Carotid artery intima-media thickness and cognition in cardiovascular disease

Affiliations
Comparative Study

Carotid artery intima-media thickness and cognition in cardiovascular disease

Andreana P Haley et al. Int J Cardiol. .

Abstract

Background: Increased carotid artery intima-media thickness (IMT) is a non-invasive marker of systemic arterial disease. Increased IMT has been associated with atherosclerosis, abnormal arterial mechanics, myocardial infarction, and stroke. Given evidence of a relationship between cardiovascular health and attention-executive-psychomotor functioning, the purpose of this study was to examine IMT in relation to neuropsychological test performance in patients with a variety of cardiovascular diagnoses.

Methods: One hundred and nine participants, ages 55 to 85, underwent neuropsychological assessment and B-mode ultrasound of the left common carotid artery. IMT was calculated using an automated algorithm based on a validated edge-detection technique. The relationship between IMT and measures of language, memory, visual-spatial abilities and attention-executive-psychomotor functioning was modeled using hierarchical linear regression analyses adjusted for age, education, sex, cardiovascular risk, current systolic blood pressure, and history of coronary artery disease (CAD).

Results: Increased IMT was associated with significantly lower performance in the attention-executive-psychomotor domain (IMT beta=-0.26, p<.01), independent of age, education, sex, cardiovascular risk, current systolic blood pressure, and CAD (F(10,100)=3.61, p<.001). IMT was not significantly related to language, memory, or visual-spatial abilities.

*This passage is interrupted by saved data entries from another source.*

use std::f32::consts::TAU;

use eframe::egui::{self, Align2, Color32, FontId, Pos2, Sense, Shape, Stroke, Ui, Vec2};
use egui_plot::{Bar, BarChart, GridMark, Plot};

use crate::color::ColorMap;
use crate::data::report::{CountryAverage, HistogramBin, JobAverage, ModalityShare};
use crate::ui::format;

const CHART_HEIGHT: f32 = 320.0;
const NO_DATA: &str = "No data available for the selected filters.";

// ---------------------------------------------------------------------------
// Shared chart chrome
// ---------------------------------------------------------------------------

/// Title plus either the chart body or a "no data" warning.
fn chart_section<T>(ui: &mut Ui, title: &str, data: Option<&[T]>, body: impl FnOnce(&mut Ui, &[T])) {
    ui.strong(title);
    match data {
        Some(rows) => body(ui, rows),
        None => {
            ui.colored_label(Color32::from_rgb(230, 160, 40), NO_DATA);
        }
    }
}

/// Axis formatter that labels integer grid marks with category names.
fn category_axis(labels: Vec<String>) -> impl Fn(GridMark, &std::ops::RangeInclusive<f64>) -> String {
    move |mark: GridMark, _range: &std::ops::RangeInclusive<f64>| {
        let idx = mark.value.round();
        if (mark.value - idx).abs() > 1e-6 || idx < 0.0 {
            return String::new();
        }
        labels.get(idx as usize).cloned().unwrap_or_default()
    }
}

// ---------------------------------------------------------------------------
// Top jobs by average salary (horizontal bars, ascending)
// ---------------------------------------------------------------------------

pub fn top_jobs_chart(ui: &mut Ui, jobs: Option<&[JobAverage]>, limit: usize) {
    let title = format!("Top {limit} Jobs by Average Salary (USD)");
    chart_section(ui, &title, jobs, |ui, jobs| {
        let bars: Vec<Bar> = jobs
            .iter()
            .enumerate()
            .map(|(i, job)| {
                Bar::new(i as f64, job.average_salary)
                    .name(&job.job_title)
                    .width(0.7)
            })
            .collect();
        let labels = jobs.iter().map(|j| j.job_title.clone()).collect();

        Plot::new("top_jobs_plot")
            .height(CHART_HEIGHT)
            .x_axis_label("Average Salary (USD)")
            .y_axis_formatter(category_axis(labels))
            .allow_drag(false)
            .allow_scroll(false)
            .allow_zoom(false)
            .show(ui, |plot_ui| {
                plot_ui.bar_chart(
                    BarChart::new(bars)
                        .horizontal()
                        .color(Color32::from_rgb(126, 3, 168))
                        .name("Average Salary"),
                );
            });
    });
}

// ---------------------------------------------------------------------------
// Salary distribution (histogram)
// ---------------------------------------------------------------------------

pub fn salary_histogram(ui: &mut Ui, bins: Option<&[HistogramBin]>) {
    chart_section(ui, "Salary Distribution", bins, |ui, bins| {
        let bars: Vec<Bar> = bins
            .iter()
            .map(|bin| {
                let width = (bin.upper - bin.lower).max(1.0);
                Bar::new((bin.lower + bin.upper) / 2.0, bin.count as f64)
                    .width(width)
                    .name(format!(
                        "{} – {}",
                        format::currency(bin.lower),
                        format::currency(bin.upper)
                    ))
            })
            .collect();

        Plot::new("salary_histogram_plot")
            .height(CHART_HEIGHT)
            .x_axis_label("Salary (USD)")
            .allow_drag(false)
            .allow_scroll(false)
            .show(ui, |plot_ui| {
                plot_ui.bar_chart(
                    BarChart::new(bars)
                        .color(Color32::from_rgb(33, 102, 172))
                        .name("Records"),
                );
            });
    });
}

// ---------------------------------------------------------------------------
// Work modality (donut with percent + label)
// ---------------------------------------------------------------------------

pub fn work_modality_chart(ui: &mut Ui, shares: Option<&[ModalityShare]>, colors: Option<&ColorMap>) {
    chart_section(ui, "Work Modality Distribution", shares, |ui, shares| {
        let size = Vec2::new(ui.available_width(), CHART_HEIGHT);
        let (response, painter) = ui.allocate_painter(size, Sense::hover());
        let rect = response.rect;
        let center = rect.center();
        let radius = rect.height().min(rect.width()) * 0.42;
        let hole = radius * 0.5;

        let mut start = -TAU / 4.0;
        for share in shares {
            let sweep = TAU * (share.percent / 100.0) as f32;
            let color = colors
                .map(|cm| cm.color_for(&share.modality))
                .unwrap_or(Color32::LIGHT_BLUE);
            fill_wedge(&painter, center, radius, start, sweep, color);

            // Label in the middle of the ring.
            let mid = start + sweep / 2.0;
            let label_r = (radius + hole) / 2.0;
            let pos = center + Vec2::new(mid.cos(), mid.sin()) * label_r;
            painter.text(
                pos,
                Align2::CENTER_CENTER,
                share.label(),
                FontId::proportional(12.0),
                Color32::WHITE,
            );
            start += sweep;
        }

        painter.circle_filled(center, hole, ui.visuals().panel_fill);
    });
}

/// Fill a pie wedge as a fan of convex polygons no wider than a quarter turn.
fn fill_wedge(painter: &egui::Painter, center: Pos2, radius: f32, start: f32, sweep: f32, color: Color32) {
    const MAX_PIECE: f32 = TAU / 4.0;
    const STEPS_PER_PIECE: usize = 16;

    let mut piece_start = start;
    let end = start + sweep;
    while piece_start < end {
        let piece_end = (piece_start + MAX_PIECE).min(end);
        let mut points = Vec::with_capacity(STEPS_PER_PIECE + 2);
        points.push(center);
        for step in 0..=STEPS_PER_PIECE {
            let t = piece_start + (piece_end - piece_start) * step as f32 / STEPS_PER_PIECE as f32;
            points.push(center + Vec2::new(t.cos(), t.sin()) * radius);
        }
        painter.add(Shape::convex_polygon(points, color, Stroke::NONE));
        piece_start = piece_end;
    }
}

// ---------------------------------------------------------------------------
// Per-country average salary for the focus job title
// ---------------------------------------------------------------------------

pub fn country_average_chart(ui: &mut Ui, job_title: &str, countries: Option<&[CountryAverage]>) {
    let title = format!("Average Salary of {job_title}s by Country");
    chart_section(ui, &title, countries, |ui, countries| {
        if countries.is_empty() {
            ui.label(format!("No {job_title} records in the current selection."));
            return;
        }

        let bars: Vec<Bar> = countries
            .iter()
            .enumerate()
            .map(|(i, c)| Bar::new(i as f64, c.average_salary).name(&c.iso3).width(0.7))
            .collect();
        let labels = countries.iter().map(|c| c.iso3.clone()).collect();

        Plot::new("country_average_plot")
            .height(CHART_HEIGHT)
            .y_axis_label("Average Salary (USD)")
            .x_axis_formatter(category_axis(labels))
            .allow_drag(false)
            .allow_scroll(false)
            .show(ui, |plot_ui| {
                plot_ui.bar_chart(
                    BarChart::new(bars)
                        .color(Color32::from_rgb(53, 183, 121))
                        .name("Average Salary"),
                );
            });
    });
}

Conclusions: Our findings suggest that, in patients with cardiovascular disease, IMT may be associated with the integrity of frontal subcortical networks responsible for attention-executive-psychomotor performance. Future studies are needed to clarify the mechanisms by which IMT affects cognition and examine potential interactions between increased IMT and other measures of cardiovascular health such as blood pressure variability, cardiac systolic performance, and systemic perfusion.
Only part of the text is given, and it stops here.